Thursday, 27 November 2014

Poloz Should Ignore the OECD

The Bank of Canada will make its final policy rate announcement of 2014 on December 3. No one expects BoC Governor Stephen Poloz and the Bank's Governing Council to make any change in the policy rate. It has been set at 1% since former BoC Governor Mark Carney completed a sequence of three 25 basis point rate hikes between May and September 2010.

It should be noted that none of the other major central banks -- the US Fed, the ECB, the Bank of England, or the Bank of Japan -- raised their policy rates at that time (although the ECB did make that mistake in 2011). Indeed, each of those central banks have further eased monetary policy, either by reducing their policy rate or by expanding their balance sheets through quantitative easing (QE) since 2010. It is as if, in the monetary policy race, the Bank of Canada made a false start and stopped, while the other central banks ran the other way!

Governor Poloz and his council do not make their decisions without considering what other central banks are doing. It cannot have escaped their attention that two of the major central banks, the BoJ and the ECB, are battling deflation pressures.

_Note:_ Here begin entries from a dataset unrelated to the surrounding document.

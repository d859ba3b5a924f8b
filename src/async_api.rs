//! Async API for non-blocking report generation.
//!
//! Enable the `async` feature to use these APIs:
//!
//! ```toml
//! [dependencies]
//! plan2docx = { version = "0.1", features = ["async"] }
//! ```

use crate::config::BrandingConfig;
use crate::error::{Error, Result};
use crate::report::ReportOptions;
use crate::request::ReportRequest;
use std::path::Path;
use tokio::fs;

/// Asynchronously builds a report and returns the DOCX bytes.
///
/// # Example
///
/// ```no_run
/// # async fn example() -> plan2docx::Result<()> {
/// use plan2docx::{BrandingConfig, ReportOptions, ReportRequest};
///
/// let request = ReportRequest::new("## Synthèse\nRAS");
/// let bytes = plan2docx::async_api::build_report(
///     request,
///     BrandingConfig::default(),
///     ReportOptions::default(),
/// )
/// .await?;
/// # Ok(())
/// # }
/// ```
pub async fn build_report(
    request: ReportRequest,
    branding: BrandingConfig,
    options: ReportOptions,
) -> Result<Vec<u8>> {
    // Decoding and packing are CPU-bound
    tokio::task::spawn_blocking(move || {
        crate::build_report_with_options(&request, &branding, &options)
    })
    .await
    .map_err(|e| Error::Io(std::io::Error::other(e.to_string())))?
}

/// Asynchronously builds a report and writes it to `path`.
pub async fn write_report(
    path: impl AsRef<Path>,
    request: ReportRequest,
    branding: BrandingConfig,
    options: ReportOptions,
) -> Result<()> {
    let bytes = build_report(request, branding, options).await?;
    fs::write(path, bytes).await?;
    Ok(())
}
//! Document model (Intermediate Representation).
//!
//! This module defines the node sequence that the transcoder and the
//! composers emit and that the DOCX packer consumes.

mod document;
mod paragraph;
mod style;
mod table;

pub use document::*;
pub use paragraph::*;
pub use style::*;
pub use table::*;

The BoJ launched the most aggressive QE program to date in 2013 and just added another substantial dose at the end of October as it became clear that Japan had dipped back into recession. The ECB has introduced a negative deposit rate and promised to broaden its QE. The Fed ended its QE program in November and, along with the BoE made noises this summer about raising the policy rate in 2015. But with the recent drop in oil prices and general global inflation pressures, both Fed Chair Janet Yellen and BoE Governor Mark Carney have reassured markets that no early tightening is being contemplated.

But, OMG! Canada just reported that the total CPI inflation rate in October was 2.4% and the Core CPI inflation rate was 2.3%, both above the mid-point of the 1-3% target range.

Inflation hawks, like the economists at the OECD, are recommending that the BoC should begin another round of policy rate hikes within six months. Well, that would be a mistake!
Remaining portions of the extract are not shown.